I'm somewhat envious of anyone who can pay health care premiums with a credit card; although since I'm unable to itemize them and they're part of a cafeteria plan anyway, I think the tax advantage probably far outweighs the credit card rewards in my case.
But I think you have more of a merchant and processor rant than an Amex one. Amex certainly doesn't disallow insurance payments, but merchants can opt out of accepting American Express because "everyone knows that Amex cards are significantly more expensive to accept." This is more or less a self-perpetuating myth due to historical small business acceptance and credit card merchant processors toting the line to squeeze every penny from their merchants.
See, historically if you wanted to accept American Express cards you would need to negotiate rates directly with American Express (Discover was also like this in the not-so-distant past). New and small businesses were disadvantage in two ways here: they didn't really have any negotiating leverage, and in order to pass those transactions on to Amex the merchant's regular merchant processor would often charge a premium for doing so (typically $0.25 - $1.00 per transaction).
Smaller merchants processing less than $1 million through Amex annually became eligible for a program launched in 2014 called OptBlue, where your normal credit card processor processes Amex cards themselves rather than forwarding them along to Amex and rates are based on a rate grid depending on merchant classification and the rate is determined by the amount of the transaction (which varies by industry). Those fees are very competitive with mid-tier Visa and MasterCard personal domestic credit card rates. However, now we go back to that self-perpetuating myth: the merchant processors still push that "everyone knows Amex is more expensive" myth and for example if they are charging a merchant Interchange plus 20 basis points and $0.05 per transaction (these last two are the primary source of profit for a merchant processor) for Visa and MasterCard, they will often tell the merchant they will process Amex cards at 40 basis points and $0.10 because (say it with me) "everyone knows that Amex cards are significantly more expensive to accept." It doesn't cost the processor any more or less to run that Amex Centurion card than it does for them to run a no-frills no-rewards Visa card from your credit union, that's just their markup. So using those rates I just mentioned for a $10 hamburger, the processor would make 7 cents from a Visa or 14 cents for Amex even though that's just their markup - now if the burger joint sells 100 Amex burgers a day then the merchant processor just scored an extra $2,555 a year of pure profit by overcharging the restaurant because "everyone knows that Amex cards are significantly more expensive to accept." For a $1000 insurance payment that works out to $2.05 and $4.10 on top of the actual card rates.
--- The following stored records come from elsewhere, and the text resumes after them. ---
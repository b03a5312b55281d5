use serde::{Deserialize, Serialize};

use crate::common::types::{
    Aggsig, Amount, CoinID, CoinString, Error, GetCoinStringParts, Hash, IntoErr, Program, Puzzle,
    PuzzleHash,
};

/// One coin being spent: the coin, the revealed puzzle and its solution.
#[derive(Clone, Debug, PartialEq, Eq)]
pub struct CoinSpend {
    pub coin: CoinString,
    pub puzzle_reveal: Puzzle,
    pub solution: Program,
}

/// An ordered set of coin spends plus the signature covering all of them.
/// Bundles assembled piecewise may not carry a signature yet.
#[derive(Clone, Debug, Default, PartialEq, Eq)]
pub struct SpendBundle {
    pub aggregated_signature: Option<Aggsig>,
    pub coin_spends: Vec<CoinSpend>,
}

/// Form of a spend used by coinset.org
#[derive(Serialize, Deserialize, Default, Debug, Clone, PartialEq, Eq)]
pub struct CoinsetCoin {
    pub amount: u64,
    pub parent_coin_info: String,
    pub puzzle_hash: String,
}

#[derive(Serialize, Deserialize, Default, Debug, Clone, PartialEq, Eq)]
pub struct CoinsetSpendRecord {
    pub coin: CoinsetCoin,
    pub puzzle_reveal: String,
    pub solution: String,
}

#[derive(Serialize, Deserialize, Default, Debug, Clone, PartialEq, Eq)]
pub struct CoinsetSpendBundle {
    #[serde(default, skip_serializing_if = "Option::is_none")]
    pub aggregated_signature: Option<String>,
    pub coin_spends: Vec<CoinsetSpendRecord>,
}

pub fn check_for_hex(hex_with_prefix: &str) -> Result<Vec<u8>, Error> {
    if let Some(value) = hex_with_prefix.strip_prefix("0x") {
        return hex::decode(value).into_gen();
    }

    hex::decode(hex_with_prefix).into_gen()
}

pub fn convert_coinset_org_spend_to_spend(
    parent_coin_info: &str,
    puzzle_hash: &str,
    amount: u64,
    puzzle_reveal: &str,
    solution: &str,
) -> Result<CoinSpend, Error> {
    let parent_id = CoinID::new(Hash::from_exact_slice(&check_for_hex(parent_coin_info)?)?);
    let puzzle_hash = PuzzleHash::from_hash(Hash::from_exact_slice(&check_for_hex(puzzle_hash)?)?);
    let coin_string = CoinString::from_parts(&parent_id, &puzzle_hash, &Amount::new(amount));
    Ok(CoinSpend {
        coin: coin_string,
        puzzle_reveal: Program::from_hex(puzzle_reveal)?.into(),
        solution: Program::from_hex(solution)?,
    })
}

impl CoinSpend {
    pub fn to_coinset(&self) -> Result<CoinsetSpendRecord, Error> {
        let (parent, puzzle_hash, amount) = self.coin.get_coin_string_parts()?;
        Ok(CoinsetSpendRecord {
            coin: CoinsetCoin {
                amount: amount.to_u64(),
                parent_coin_info: parent.to_hex_0x(),
                puzzle_hash: puzzle_hash.to_hex_0x(),
            },
            puzzle_reveal: self.puzzle_reveal.to_program().to_hex_0x(),
            solution: self.solution.to_hex_0x(),
        })
    }

    pub fn from_coinset(record: &CoinsetSpendRecord) -> Result<CoinSpend, Error> {
        convert_coinset_org_spend_to_spend(
            &record.coin.parent_coin_info,
            &record.coin.puzzle_hash,
            record.coin.amount,
            &record.puzzle_reveal,
            &record.solution,
        )
    }
}

impl SpendBundle {
    pub fn to_coinset(&self) -> Result<CoinsetSpendBundle, Error> {
        let coin_spends = self
            .coin_spends
            .iter()
            .map(|cs| cs.to_coinset())
            .collect::<Result<Vec<_>, Error>>()?;
        Ok(CoinsetSpendBundle {
            aggregated_signature: self.aggregated_signature.as_ref().map(|s| s.to_hex_0x()),
            coin_spends,
        })
    }

    /// An empty or missing signature string means the bundle is unsigned.
    pub fn from_coinset(bundle: &CoinsetSpendBundle) -> Result<SpendBundle, Error> {
        let aggregated_signature = match bundle.aggregated_signature.as_deref() {
            None | Some("") | Some("0x") => None,
            Some(s) => Some(Aggsig::from_hex(s)?),
        };
        let coin_spends = bundle
            .coin_spends
            .iter()
            .map(CoinSpend::from_coinset)
            .collect::<Result<Vec<_>, Error>>()?;
        Ok(SpendBundle {
            aggregated_signature,
            coin_spends,
        })
    }
}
FWIW I oversee a number of merchant accounts and our cost for Amex due to volume is actually a bit less than most Visa and MasterCard transactions, and substantially less than say a high rewards tier business MasterCard. Amex cardholders are well-documented to have higher levels of average transactions at the same merchant; merchants who don't accept them (which is thankfully becoming fewer) are typically just harming the bottom line by not accepting the cards and many who do accept them are harming it by not educating themselves better on how the card payment industry works.